Stephen Langton was the medieval Archbishop of Canterbury. He was the most prominent churchman in England. He was the one working with the Barons of England to force a faithless King John into signing the Magna Charta. Quite a revolutionary for his time. What this churchman is not well known for and the subject of this blog is something he added to the Bible that all the others that followed including me and you as we look through the Bible. The next time someone asks you to lookup a verse in Isaiah they will give you a chapter and a verse number. That convention was created by Stephane Langton. He went through the entire Bible dividing it up in what, was to him, the most logical places to put chapters and delineate the verses.

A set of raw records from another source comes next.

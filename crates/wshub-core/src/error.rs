//! Error types for the hub and its transport boundary.

use crate::id::ConnectionId;

/// Errors surfaced by hub operations.
#[derive(Debug, thiserror::Error)]
pub enum HubError {
    /// The admission hook declined the connection attempt.
    #[error("connection rejected by admission hook (status {code})")]
    AdmissionRejected { code: u16 },

    /// The transport handshake failed before a connection existed.
    #[error("transport upgrade failed: {0}")]
    UpgradeFailed(String),

    /// The identifier is not (or no longer) in the registry.
    #[error("connection {0} is not connected")]
    NotConnected(ConnectionId),

    /// An identifier was allocated twice. Indicates a bug in the allocator.
    #[error("connection id {0} is already registered")]
    DuplicateIdentifier(ConnectionId),

    /// The hub is shutting down and takes no new connections.
    #[error("hub is shutting down")]
    ShuttingDown,

    /// The connection limit was reached.
    #[error("connection limit reached ({max})")]
    AtCapacity { max: usize },

    /// Writing to a live connection failed.
    #[error("transport error on connection {id}: {source}")]
    Transport {
        id: ConnectionId,
        #[source]
        source: TransportError,
    },
}

/// Errors reported by a transport implementation.
#[derive(Debug, thiserror::Error)]
pub enum TransportError {
    /// The underlying channel was already closed.
    #[error("transport closed")]
    Closed,

    #[error("{0}")]
    Other(#[source] Box<dyn std::error::Error + Send + Sync>),
}

impl TransportError {
    pub fn other(err: impl std::error::Error + Send + Sync + 'static) -> Self {
        Self::Other(Box::new(err))
    }
}
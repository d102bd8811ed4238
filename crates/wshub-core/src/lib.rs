//! wshub core — connection registry and liveness monitoring.
//!
//! Sits above a message-oriented duplex transport and handles:
//! - Connection identifier allocation
//! - The shared connection registry and runtime statistics
//! - Per-connection receive/dispatch loops
//! - Idle-timeout eviction
//! - Idempotent close with lifecycle callbacks
//!
//! The core is decoupled from any concrete transport via the
//! `MessageSink` / `MessageStream` traits.

pub mod error;
pub mod hooks;
pub mod hub;
pub mod id;
pub mod liveness;
pub mod payload;
pub mod registry;
pub mod stats;
pub mod transport;

#[cfg(any(test, feature = "test-util"))]
pub mod test_support;

pub use error::{HubError, TransportError};
pub use hooks::{Admission, Callbacks, CloseReason, Hooks, NoopHooks, RequestMeta};
pub use hub::Hub;
pub use id::{ConnectionId, IdAllocator};
pub use liveness::{Liveness, MonitorOutcome};
pub use payload::Payload;
pub use registry::{Connection, Registry};
pub use stats::Stats;
pub use transport::{MessageSink, MessageStream};
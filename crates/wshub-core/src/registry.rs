//! Connection registry — the only shared mutable state in the hub.
//!
//! Entries and counters live behind one `parking_lot::RwLock`, so an
//! insert or remove and its statistics update are a single step. Readers
//! get `Arc` clones of entries; nothing holds the lock across an await.

use std::collections::HashMap;
use std::sync::Arc;
use std::time::Duration;

use chrono::{DateTime, Utc};
use parking_lot::RwLock;
use tokio::time::Instant;
use tokio_util::sync::CancellationToken;
use tracing::debug;

use crate::error::{HubError, TransportError};
use crate::id::ConnectionId;
use crate::liveness::Liveness;
use crate::payload::Payload;
use crate::stats::Stats;
use crate::transport::MessageSink;

/// One open connection.
#[derive(Debug)]
pub struct Connection<S> {
    id: ConnectionId,
    sink: S,
    liveness: Liveness,
    cancel: CancellationToken,
    connected_at: DateTime<Utc>,
}

impl<S> Connection<S> {
    /// Build an entry whose liveness deadline is armed at `now + idle_timeout`.
    pub fn new(id: ConnectionId, sink: S, idle_timeout: Option<Duration>) -> Self {
        Self {
            id,
            sink,
            liveness: Liveness::new(idle_timeout),
            cancel: CancellationToken::new(),
            connected_at: Utc::now(),
        }
    }

    pub fn id(&self) -> ConnectionId {
        self.id
    }

    pub fn sink(&self) -> &S {
        &self.sink
    }

    pub fn liveness(&self) -> &Liveness {
        &self.liveness
    }

    /// Raised by the close path; connection tasks stop when it fires.
    pub fn cancel_token(&self) -> &CancellationToken {
        &self.cancel
    }

    pub fn connected_at(&self) -> DateTime<Utc> {
        self.connected_at
    }

    pub fn is_closed(&self) -> bool {
        self.cancel.is_cancelled()
    }
}

#[derive(Debug)]
struct Inner<S> {
    connections: HashMap<ConnectionId, Arc<Connection<S>>>,
    total_accepted: u64,
    total_closed: u64,
    /// Set once shutdown starts; inserts fail from then on.
    closing: bool,
}

/// Identifier → connection map plus the counters that track it.
#[derive(Debug)]
pub struct Registry<S> {
    inner: RwLock<Inner<S>>,
    max_connections: Option<usize>,
    started_at: DateTime<Utc>,
    started: Instant,
}

impl<S> Registry<S> {
    pub fn new() -> Self {
        Self::with_limit(None)
    }

    /// A registry that refuses inserts beyond `max_connections` open entries.
    pub fn with_limit(max_connections: Option<usize>) -> Self {
        Self {
            inner: RwLock::new(Inner {
                connections: HashMap::new(),
                total_accepted: 0,
                total_closed: 0,
                closing: false,
            }),
            max_connections,
            started_at: Utc::now(),
            started: Instant::now(),
        }
    }

    /// Register a new connection and count it as accepted.
    pub fn insert(&self, connection: Arc<Connection<S>>) -> Result<(), HubError> {
        let id = connection.id();
        let mut inner = self.inner.write();
        if inner.closing {
            return Err(HubError::ShuttingDown);
        }
        if inner.connections.contains_key(&id) {
            return Err(HubError::DuplicateIdentifier(id));
        }
        if let Some(max) = self.max_connections {
            if inner.connections.len() >= max {
                return Err(HubError::AtCapacity { max });
            }
        }
        inner.connections.insert(id, connection);
        inner.total_accepted += 1;
        Ok(())
    }

    pub fn lookup(&self, id: ConnectionId) -> Option<Arc<Connection<S>>> {
        self.inner.read().connections.get(&id).cloned()
    }

    pub fn contains(&self, id: ConnectionId) -> bool {
        self.inner.read().connections.contains_key(&id)
    }

    /// Remove a connection and count it as closed.
    ///
    /// Returns `None` if it was already gone, which makes this the gate
    /// that lets exactly one closer through.
    pub fn remove(&self, id: ConnectionId) -> Option<Arc<Connection<S>>> {
        let mut inner = self.inner.write();
        let removed = inner.connections.remove(&id)?;
        inner.total_closed += 1;
        Some(removed)
    }

    /// Refuse every later insert. Entries already present stay until removed.
    pub fn begin_closing(&self) {
        self.inner.write().closing = true;
    }

    pub fn is_closing(&self) -> bool {
        self.inner.read().closing
    }

    pub fn max_connections(&self) -> Option<usize> {
        self.max_connections
    }

    /// Copy of every open connection handle, taken under the lock.
    pub fn snapshot(&self) -> Vec<Arc<Connection<S>>> {
        self.inner.read().connections.values().cloned().collect()
    }

    /// Open connection ids in ascending order.
    pub fn ids(&self) -> Vec<ConnectionId> {
        let mut ids: Vec<_> = self.inner.read().connections.keys().copied().collect();
        ids.sort_unstable();
        ids
    }

    pub fn len(&self) -> usize {
        self.inner.read().connections.len()
    }

    pub fn is_empty(&self) -> bool {
        self.len() == 0
    }

    pub fn stats(&self) -> Stats {
        let inner = self.inner.read();
        Stats {
            started_at: self.started_at,
            uptime: self.started.elapsed(),
            total_accepted: inner.total_accepted,
            current_open: inner.connections.len() as u64,
            total_closed: inner.total_closed,
        }
    }
}

impl<S: MessageSink> Registry<S> {
    /// Look up `id` and write `payload` to it.
    ///
    /// A connection that disappears between the lookup and the write
    /// yields `NotConnected`, never a write to a closed transport.
    pub async fn send(&self, id: ConnectionId, payload: Payload) -> Result<(), HubError> {
        let connection = self.lookup(id).ok_or(HubError::NotConnected(id))?;
        if connection.is_closed() {
            return Err(HubError::NotConnected(id));
        }
        match connection.sink().send(payload).await {
            Ok(()) => Ok(()),
            Err(TransportError::Closed) => Err(HubError::NotConnected(id)),
            Err(source) => {
                debug!("Send to connection {id} failed: {source}");
                Err(HubError::Transport { id, source })
            }
        }
    }
}

impl<S> Default for Registry<S> {
    fn default() -> Self {
        Self::new()
    }
}

#[cfg(test)]
mod tests {
    use super::*;
    use crate::test_support::MockSink;

    fn entry(id: u64) -> Arc<Connection<MockSink>> {
        Arc::new(Connection::new(ConnectionId::new(id), MockSink::default(), None))
    }

    #[test]
    fn insert_lookup_remove() {
        let registry = Registry::new();
        registry.insert(entry(1)).unwrap();
        registry.insert(entry(2)).unwrap();

        assert_eq!(registry.len(), 2);
        assert!(registry.lookup(ConnectionId::new(1)).is_some());
        assert_eq!(registry.ids(), vec![ConnectionId::new(1), ConnectionId::new(2)]);

        assert!(registry.remove(ConnectionId::new(1)).is_some());
        assert!(registry.lookup(ConnectionId::new(1)).is_none());
        assert!(!registry.contains(ConnectionId::new(1)));
        assert_eq!(registry.len(), 1);
    }

    #[test]
    fn duplicate_insert_is_rejected() {
        let registry = Registry::new();
        registry.insert(entry(5)).unwrap();
        let err = registry.insert(entry(5)).unwrap_err();
        assert!(matches!(err, HubError::DuplicateIdentifier(id) if id.get() == 5));

        let stats = registry.stats();
        assert_eq!(stats.total_accepted, 1);
        assert_eq!(stats.current_open, 1);
    }

    #[test]
    fn remove_is_idempotent() {
        let registry = Registry::new();
        registry.insert(entry(1)).unwrap();
        assert!(registry.remove(ConnectionId::new(1)).is_some());
        assert!(registry.remove(ConnectionId::new(1)).is_none());
        assert!(registry.remove(ConnectionId::new(99)).is_none());

        let stats = registry.stats();
        assert_eq!(stats.total_accepted, 1);
        assert_eq!(stats.current_open, 0);
        assert_eq!(stats.total_closed, 1);
    }

    #[test]
    fn closing_registry_refuses_inserts() {
        let registry = Registry::new();
        registry.insert(entry(1)).unwrap();
        registry.begin_closing();

        let err = registry.insert(entry(2)).unwrap_err();
        assert!(matches!(err, HubError::ShuttingDown));
        assert!(registry.is_closing());

        // Existing entries can still be drained
        assert!(registry.remove(ConnectionId::new(1)).is_some());
        let stats = registry.stats();
        assert_eq!(stats.total_accepted, 1);
        assert_eq!(stats.total_closed, 1);
    }

    #[test]
    fn limit_is_enforced_on_insert() {
        let registry = Registry::with_limit(Some(2));
        registry.insert(entry(1)).unwrap();
        registry.insert(entry(2)).unwrap();

        let err = registry.insert(entry(3)).unwrap_err();
        assert!(matches!(err, HubError::AtCapacity { max: 2 }));
        assert_eq!(registry.stats().total_accepted, 2);

        registry.remove(ConnectionId::new(1));
        registry.insert(entry(3)).unwrap();
        assert_eq!(registry.len(), 2);
    }

    #[test]
    fn limit_holds_under_concurrent_inserts() {
        let registry = Arc::new(Registry::with_limit(Some(10)));
        let handles: Vec<_> = (0..8u64)
            .map(|worker| {
                let registry = registry.clone();
                std::thread::spawn(move || {
                    (0..50u64)
                        .filter(|i| registry.insert(entry(worker * 1000 + i)).is_ok())
                        .count()
                })
            })
            .collect();
        let inserted: usize = handles.into_iter().map(|h| h.join().unwrap()).sum();

        assert_eq!(inserted, 10);
        assert_eq!(registry.len(), 10);
    }

    #[test]
    fn counters_track_entries_under_contention() {
        let registry = Arc::new(Registry::new());
        let handles: Vec<_> = (0..4u64)
            .map(|worker| {
                let registry = registry.clone();
                std::thread::spawn(move || {
                    for i in 0..250u64 {
                        let id = worker * 1000 + i;
                        registry.insert(entry(id)).unwrap();
                        if i % 2 == 0 {
                            registry.remove(ConnectionId::new(id));
                        }
                        let stats = registry.stats();
                        assert_eq!(stats.current_open, stats.total_accepted - stats.total_closed);
                    }
                })
            })
            .collect();
        for handle in handles {
            handle.join().unwrap();
        }

        let stats = registry.stats();
        assert_eq!(stats.total_accepted, 1000);
        assert_eq!(stats.total_closed, 500);
        assert_eq!(stats.current_open, registry.len() as u64);
    }

    #[tokio::test]
    async fn send_reaches_open_connection_only() {
        let registry = Registry::new();
        let connection = entry(1);
        registry.insert(connection.clone()).unwrap();

        registry.send(ConnectionId::new(1), Payload::from("hi")).await.unwrap();
        assert_eq!(connection.sink().sent(), vec![Payload::from("hi")]);

        let err = registry.send(ConnectionId::new(2), Payload::from("x")).await.unwrap_err();
        assert!(matches!(err, HubError::NotConnected(_)));

        registry.remove(ConnectionId::new(1));
        let err = registry.send(ConnectionId::new(1), Payload::from("x")).await.unwrap_err();
        assert!(matches!(err, HubError::NotConnected(_)));
    }

    #[tokio::test]
    async fn send_racing_a_close_maps_to_not_connected() {
        let registry = Registry::new();
        let connection = entry(3);
        registry.insert(connection.clone()).unwrap();

        // Transport already closed but entry not yet removed
        connection.sink().close().await;
        let err = registry.send(ConnectionId::new(3), Payload::from("x")).await.unwrap_err();
        assert!(matches!(err, HubError::NotConnected(id) if id.get() == 3));
    }
}
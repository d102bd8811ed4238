//! Accepting connections, driving their tasks, and closing them.
//!
//! Each accepted connection gets two tasks:
//!
//! ```text
//! receive loop ── stream.receive() ── on_message ── liveness.touch()
//! monitor      ── sleep_until(deadline) ── Expired → close(IdleTimeout)
//! ```
//!
//! Both stop when the close path raises the connection's cancellation
//! token. The close path itself is gated by `Registry::remove`, so only
//! one caller ever closes the transport or fires `on_close`.

use std::sync::Arc;
use std::time::Duration;

use tokio_util::task::TaskTracker;
use tracing::{debug, error, info, warn};

use crate::error::HubError;
use crate::hooks::{Admission, CloseReason, Hooks, RequestMeta};
use crate::id::{ConnectionId, IdAllocator};
use crate::liveness::MonitorOutcome;
use crate::payload::Payload;
use crate::registry::{Connection, Registry};
use crate::stats::Stats;
use crate::transport::{MessageSink, MessageStream};

/// Connection registry plus the machinery that drives each connection.
pub struct Hub<S> {
    registry: Registry<S>,
    ids: IdAllocator,
    hooks: Arc<dyn Hooks>,
    idle_timeout: Option<Duration>,
    tasks: TaskTracker,
}

impl<S: MessageSink> Hub<S> {
    /// Create a hub. `idle_timeout = None` disables liveness monitoring.
    pub fn new(idle_timeout: Option<Duration>, hooks: Arc<dyn Hooks>) -> Arc<Self> {
        Self::with_limit(idle_timeout, None, hooks)
    }

    /// Create a hub that holds at most `max_connections` open connections.
    pub fn with_limit(
        idle_timeout: Option<Duration>,
        max_connections: Option<usize>,
        hooks: Arc<dyn Hooks>,
    ) -> Arc<Self> {
        Arc::new(Self {
            registry: Registry::with_limit(max_connections),
            ids: IdAllocator::new(),
            hooks,
            idle_timeout,
            tasks: TaskTracker::new(),
        })
    }

    pub fn idle_timeout(&self) -> Option<Duration> {
        self.idle_timeout
    }

    pub fn registry(&self) -> &Registry<S> {
        &self.registry
    }

    /// Run the admission hook. Nothing is allocated here.
    pub fn admit(&self, request: &RequestMeta) -> Result<(), HubError> {
        match self.hooks.on_open(request) {
            Admission::Admit => Ok(()),
            Admission::Reject(code) => {
                debug!("Connection to {} rejected with status {code}", request.path);
                Err(HubError::AdmissionRejected { code })
            }
        }
    }

    /// Register an upgraded connection and spawn its tasks.
    pub fn accept<R: MessageStream>(
        self: &Arc<Self>,
        sink: S,
        stream: R,
    ) -> Result<ConnectionId, HubError> {
        let id = self.ids.next();
        let connection = Arc::new(Connection::new(id, sink, self.idle_timeout));

        if let Err(e) = self.registry.insert(connection.clone()) {
            match &e {
                HubError::DuplicateIdentifier(_) => error!("Registry invariant violated: {e}"),
                _ => debug!("Connection {id} refused: {e}"),
            }
            // Never registered: no close callback, only release the transport
            self.tasks.spawn(async move { connection.sink().close().await });
            return Err(e);
        }
        info!("Connection opened: {id} (open: {})", self.registry.len());

        self.tasks.spawn(self.clone().receive_loop(connection.clone(), stream));
        if self.idle_timeout.is_some() {
            self.tasks.spawn(self.clone().monitor(connection));
        }
        Ok(id)
    }

    async fn receive_loop<R: MessageStream>(
        self: Arc<Self>,
        connection: Arc<Connection<S>>,
        mut stream: R,
    ) {
        let id = connection.id();
        let cancel = connection.cancel_token().clone();

        loop {
            tokio::select! {
                biased;
                () = cancel.cancelled() => {
                    debug!("Receive loop cancelled: {id}");
                    break;
                }
                msg = stream.receive() => {
                    match msg {
                        Some(Ok(payload)) => {
                            debug!("Connection {id} received {} bytes", payload.len());
                            self.hooks.on_message(id, payload);
                            connection.liveness().touch();
                        }
                        Some(Err(e)) => {
                            warn!("Receive error on connection {id}: {e}");
                            self.close_with(id, CloseReason::ReceiveError).await;
                            break;
                        }
                        None => {
                            debug!("Peer closed connection {id}");
                            self.close_with(id, CloseReason::PeerClosed).await;
                            break;
                        }
                    }
                }
            }
        }
    }

    async fn monitor(self: Arc<Self>, connection: Arc<Connection<S>>) {
        let id = connection.id();
        match connection.liveness().monitor(connection.cancel_token()).await {
            MonitorOutcome::Expired => {
                let idle = self.idle_timeout.unwrap_or_default();
                info!("Connection {id} idle for {idle:?}, closing");
                self.close_with(id, CloseReason::IdleTimeout).await;
            }
            MonitorOutcome::Cancelled => debug!("Liveness monitor cancelled: {id}"),
        }
    }

    /// Send a message to one connection.
    pub async fn send(&self, id: ConnectionId, payload: impl Into<Payload>) -> Result<(), HubError> {
        self.registry.send(id, payload.into()).await
    }

    /// Send a message to every open connection. Returns how many accepted it.
    pub async fn broadcast(&self, payload: impl Into<Payload>) -> usize {
        let payload = payload.into();
        let mut delivered = 0;
        // Snapshot first so no lock is held across the sends
        for connection in self.registry.snapshot() {
            if connection.is_closed() {
                continue;
            }
            match connection.sink().send(payload.clone()).await {
                Ok(()) => delivered += 1,
                Err(e) => debug!("Broadcast to {} failed: {e}", connection.id()),
            }
        }
        delivered
    }

    /// Close a connection on behalf of the application.
    ///
    /// Returns `false` if it was already closed or never existed.
    pub async fn close(&self, id: ConnectionId) -> bool {
        self.close_with(id, CloseReason::Requested).await
    }

    /// The close path. Safe to call any number of times from any task.
    ///
    /// Removal from the registry (with its counter update) happens first
    /// and decides the winner. The winner cancels the connection's tasks,
    /// closes the transport, then fires `on_close`.
    pub async fn close_with(&self, id: ConnectionId, reason: CloseReason) -> bool {
        let Some(connection) = self.registry.remove(id) else {
            return false;
        };

        connection.cancel_token().cancel();
        connection.sink().close().await;
        info!("Connection closed: {id} ({reason}, open: {})", self.registry.len());

        self.hooks.on_close(id, reason);
        true
    }

    pub fn stats(&self) -> Stats {
        self.registry.stats()
    }

    pub fn len(&self) -> usize {
        self.registry.len()
    }

    pub fn is_empty(&self) -> bool {
        self.registry.is_empty()
    }

    pub fn contains(&self, id: ConnectionId) -> bool {
        self.registry.contains(id)
    }

    /// Stop taking connections, close every open one with reason
    /// `Shutdown`, and wait for all connection tasks to finish.
    ///
    /// `accept` fails with `ShuttingDown` from the moment this starts.
    pub async fn shutdown(&self) {
        self.registry.begin_closing();
        loop {
            let ids = self.registry.ids();
            if ids.is_empty() {
                break;
            }
            info!("Closing {} connections for shutdown", ids.len());
            for id in ids {
                self.close_with(id, CloseReason::Shutdown).await;
            }
        }
        self.tasks.close();
        self.tasks.wait().await;
    }
}

#[cfg(test)]
mod tests {
    use super::*;
    use crate::hooks::{Callbacks, NoopHooks};
    use crate::test_support::{MockPeer, MockSink, mock_transport};
    use parking_lot::Mutex;
    use tokio::time::{sleep, timeout};

    #[tokio::test]
    async fn accept_registers_and_counts() {
        let hub = Hub::new(None, Arc::new(NoopHooks));
        let (sink, stream, _peer) = mock_transport();

        let id = hub.accept(sink, stream).unwrap();
        assert_eq!(id, ConnectionId::new(1));
        assert!(hub.contains(id));

        let stats = hub.stats();
        assert_eq!(stats.total_accepted, 1);
        assert_eq!(stats.current_open, 1);
        assert_eq!(stats.total_closed, 0);
    }

    #[tokio::test]
    async fn admission_rejection_allocates_nothing() {
        let hooks = Callbacks::new().with_open(|_| Admission::Reject(403));
        let hub: Arc<Hub<MockSink>> = Hub::new(None, Arc::new(hooks));

        let err = hub.admit(&RequestMeta::default()).unwrap_err();
        assert!(matches!(err, HubError::AdmissionRejected { code: 403 }));
        assert!(hub.is_empty());
        assert_eq!(hub.stats().total_accepted, 0);

        // The first accepted connection still gets id 1
        let (sink, stream, _peer) = mock_transport();
        assert_eq!(hub.accept(sink, stream).unwrap(), ConnectionId::new(1));
    }

    #[tokio::test]
    async fn close_callback_sees_connection_gone() {
        let observed = Arc::new(Mutex::new(None));
        let hub_slot: Arc<Mutex<Option<Arc<Hub<MockSink>>>>> = Arc::new(Mutex::new(None));

        let hooks = Callbacks::new().with_close({
            let observed = observed.clone();
            let hub_slot = hub_slot.clone();
            move |id, reason| {
                let still_present = hub_slot.lock().as_ref().map(|hub| hub.contains(id));
                *observed.lock() = Some((id, reason, still_present));
            }
        });
        let hub = Hub::new(None, Arc::new(hooks));
        *hub_slot.lock() = Some(hub.clone());

        let (sink, stream, _peer) = mock_transport();
        let id = hub.accept(sink.clone(), stream).unwrap();
        assert!(hub.close(id).await);
        assert!(!hub.close(id).await);

        assert_eq!(*observed.lock(), Some((id, CloseReason::Requested, Some(false))));
        assert_eq!(sink.close_count(), 1);
        hub_slot.lock().take();
    }

    #[tokio::test]
    async fn shutdown_closes_everything() {
        let closed = Arc::new(Mutex::new(Vec::new()));
        let hooks = Callbacks::new().with_close({
            let closed = closed.clone();
            move |id, reason| closed.lock().push((id, reason))
        });
        let hub = Hub::new(Some(Duration::from_secs(60)), Arc::new(hooks));

        let mut peers = Vec::new();
        for _ in 0..3 {
            let (sink, stream, peer) = mock_transport();
            hub.accept(sink, stream).unwrap();
            peers.push(peer);
        }

        timeout(Duration::from_secs(5), hub.shutdown()).await.unwrap();
        assert!(hub.is_empty());
        assert_eq!(hub.stats().total_closed, 3);
        let closed = closed.lock();
        assert_eq!(closed.len(), 3);
        assert!(closed.iter().all(|(_, reason)| *reason == CloseReason::Shutdown));
    }

    #[tokio::test]
    async fn connection_landing_during_shutdown_is_refused() {
        type Late = (MockSink, MockPeer, Result<ConnectionId, HubError>);
        let hub_slot: Arc<Mutex<Option<Arc<Hub<MockSink>>>>> = Arc::new(Mutex::new(None));
        let late: Arc<Mutex<Option<Late>>> = Arc::new(Mutex::new(None));

        // An upgrade that completes while the first connection is being closed
        let hooks = Callbacks::new().with_close({
            let hub_slot = hub_slot.clone();
            let late = late.clone();
            move |_, _| {
                let Some(hub) = hub_slot.lock().clone() else {
                    return;
                };
                let mut late = late.lock();
                if late.is_none() {
                    let (sink, stream, peer) = mock_transport();
                    let result = hub.accept(sink.clone(), stream);
                    *late = Some((sink, peer, result));
                }
            }
        });
        let hub = Hub::new(Some(Duration::from_secs(60)), Arc::new(hooks));
        *hub_slot.lock() = Some(hub.clone());

        let (sink, stream, _peer) = mock_transport();
        hub.accept(sink, stream).unwrap();

        timeout(Duration::from_secs(3), hub.shutdown())
            .await
            .expect("shutdown did not finish");
        assert!(hub.is_empty());
        assert_eq!(hub.stats().total_accepted, 1);

        {
            let slot = late.lock();
            let (late_sink, _late_peer, result) = slot.as_ref().unwrap();
            assert!(matches!(result, Err(HubError::ShuttingDown)));
            assert_eq!(late_sink.close_count(), 1);
        }

        let (sink, stream, _peer) = mock_transport();
        assert!(matches!(hub.accept(sink, stream), Err(HubError::ShuttingDown)));
        hub_slot.lock().take();
    }

    #[tokio::test]
    async fn accept_beyond_limit_releases_transport() {
        let hub = Hub::with_limit(None, Some(1), Arc::new(NoopHooks));
        let (sink_a, stream_a, _peer_a) = mock_transport();
        hub.accept(sink_a, stream_a).unwrap();

        let (sink_b, stream_b, _peer_b) = mock_transport();
        let err = hub.accept(sink_b.clone(), stream_b).unwrap_err();
        assert!(matches!(err, HubError::AtCapacity { max: 1 }));

        sleep(Duration::from_millis(10)).await;
        assert_eq!(sink_b.close_count(), 1);
        assert_eq!(hub.len(), 1);
        assert_eq!(hub.stats().total_accepted, 1);
    }

    #[tokio::test]
    async fn broadcast_skips_closed_connections() {
        let hub = Hub::new(None, Arc::new(NoopHooks));
        let (sink_a, stream_a, _peer_a) = mock_transport();
        let (sink_b, stream_b, _peer_b) = mock_transport();
        let a = hub.accept(sink_a.clone(), stream_a).unwrap();
        hub.accept(sink_b.clone(), stream_b).unwrap();

        assert_eq!(hub.broadcast("one").await, 2);
        hub.close(a).await;
        sleep(Duration::from_millis(10)).await;
        assert_eq!(hub.broadcast("two").await, 1);

        assert_eq!(sink_a.sent(), vec![Payload::from("one")]);
        assert_eq!(sink_b.sent(), vec![Payload::from("one"), Payload::from("two")]);
    }
}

Imagine how hard it would be to lookup John 3:16 if all you had was the text without any numbers to guide you along the way? Each time the preacher says, “my text will be found in the fourteenth chapter and the third verse, you are depending upon the work of Stephen Langton. Know full well his divisions were to the Latin Vulgate for the Holy Roman Church. But even after translation of scripture into all the languages of the world, Steven Langton stands in the background helping you find your favorite scripture.
Since the 13th century each expositor, scholar, printer, publisher, copier used this method. Thank you Rev. Stephen Langton.